Setting up the user and group on Linux

On Linux® systems, IBM® MQ requires a user ID of the name mqm, with a primary group of mqm. The mqm user ID owns the directories and files that contain the resources associated with the product.

Using Active Directory

If you are using Active Directory to provide centralized user and group definitions to your Linux system, it is not possible to have both an mqm user and mqm group definition in Active Directory because that service does not permit users and groups to have the same name.

You should:
  • Put an mqm group definition in the Active Directory before installing IBM MQ, so that other users in the directory can later be made part of the shared group definition.
  • Create the mqm user locally, or allow it to be created during the installation process.

Creating the user ID and group

Set the primary group of the mqm user to the group mqm.

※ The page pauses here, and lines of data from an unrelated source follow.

//! Error types for geostore core.

use std::io;
use thiserror::Error;

/// Result type for core operations.
pub type CoreResult<T> = Result<T, CoreError>;

/// Errors that can occur in lists, maps and the cache helpers.
///
/// A missing key is never an error: map lookups return `Ok(None)`.
#[derive(Debug, Error)]
pub enum CoreError {
    /// Memory backend error.
    #[error("storage error: {0}")]
    Storage(#[from] geostore_storage::StorageError),

    /// Encoding or decoding error.
    #[error("codec error: {0}")]
    Codec(#[from] geostore_codec::CodecError),

    /// I/O error outside a memory backend (configuration files).
    #[error("I/O error: {0}")]
    Io(#[from] io::Error),

    /// Malformed configuration file.
    #[error("invalid configuration: {0}")]
    Config(#[from] serde_json::Error),

    /// A list index at or beyond the list length.
    #[error("index {index} out of bounds for length {len}")]
    IndexOutOfBounds {
        /// The requested index.
        index: u64,
        /// The list length.
        len: u64,
    },

    /// A variable-size value does not fit in one segment.
    #[error("value of {size} bytes exceeds the segment size {segment_size}")]
    ValueTooLarge {
        /// Encoded size of the value.
        size: usize,
        /// Segment size of the memory.
        segment_size: usize,
    },

    /// The element layout is incompatible with the memory.
    #[error("invalid layout: {message}")]
    InvalidLayout {
        /// Description of the incompatibility.
        message: String,
    },

    /// A sorted map received a key smaller than the last inserted one.
    #[error("key {key} inserted after larger key {last}")]
    UnsortedKey {
        /// The rejected key.
        key: i64,
        /// The last inserted key.
        last: i64,
    },

    /// The key cannot be stored by this map.
    #[error("invalid key {key}: {reason}")]
    InvalidKey {
        /// The rejected key.
        key: i64,
        /// Why the key was rejected.
        reason: &'static str,
    },

    /// The operation is not supported by this map.
    #[error("{operation} is not supported by {map}")]
    Unsupported {
        /// The rejected operation.
        operation: &'static str,
        /// The map type.
        map: &'static str,
    },

    /// A fixed-capacity map has no free slot left.
    #[error("map is full: capacity {capacity}")]
    MapFull {
        /// Number of slots in the map.
        capacity: u64,
    },
}

impl CoreError {
    /// Creates an invalid layout error.
    pub fn invalid_layout(message: impl Into<String>) -> Self {
        Self::InvalidLayout {
            message: message.into(),
        }
    }

    /// Creates an unsupported operation error.
    pub fn unsupported(operation: &'static str, map: &'static str) -> Self {
        Self::Unsupported { operation, map }
    }

    /// Returns whether the memory under the structure has been closed.
    #[must_use]
    pub fn is_closed(&self) -> bool {
        matches!(self, Self::Storage(geostore_storage::StorageError::Closed))
    }
}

If you are installing IBM MQ on multiple systems you might want to ensure each UID and GID of mqm has the same value on all systems. If you are planning to configure multi-instance queue managers, it is essential the UID and GID are the same from system to system. It is also important to have the same UID and GID values in virtualization scenarios.

RPM creates the mqm user ID and group mqm, with a home directory of /var/mqm, as part of the installation procedure if they do not exist.

If you have special requirements for these IDs ( for example they need to have the same values as other machines you are using, or your users and group ID are centrally managed) you should create the IDs before running the installation procedure, using the groupadd and useradd commands to set the UID and GID the same on each machine.
Note: The only IBM MQ requirement, is that the mqm user should have the mqm group as its primary group.

Adding existing user IDs to the group on Linux systems

If you want to run administration commands, for example crtmqm (create queue manager) or strmqm (start queue manager), your user ID must be a member of the mqm group. This user ID must not be longer than 12 characters.

Users do not need mqm group authority to run applications that use the queue manager; it is needed only for the administration commands.

Log files created by MQ Telemetry service

The umask setting of the user ID that creates a queue manager will determine the permissions of the Telemetry log files generated for that queue manager. Even though the ownership of the log files will be set to mqm.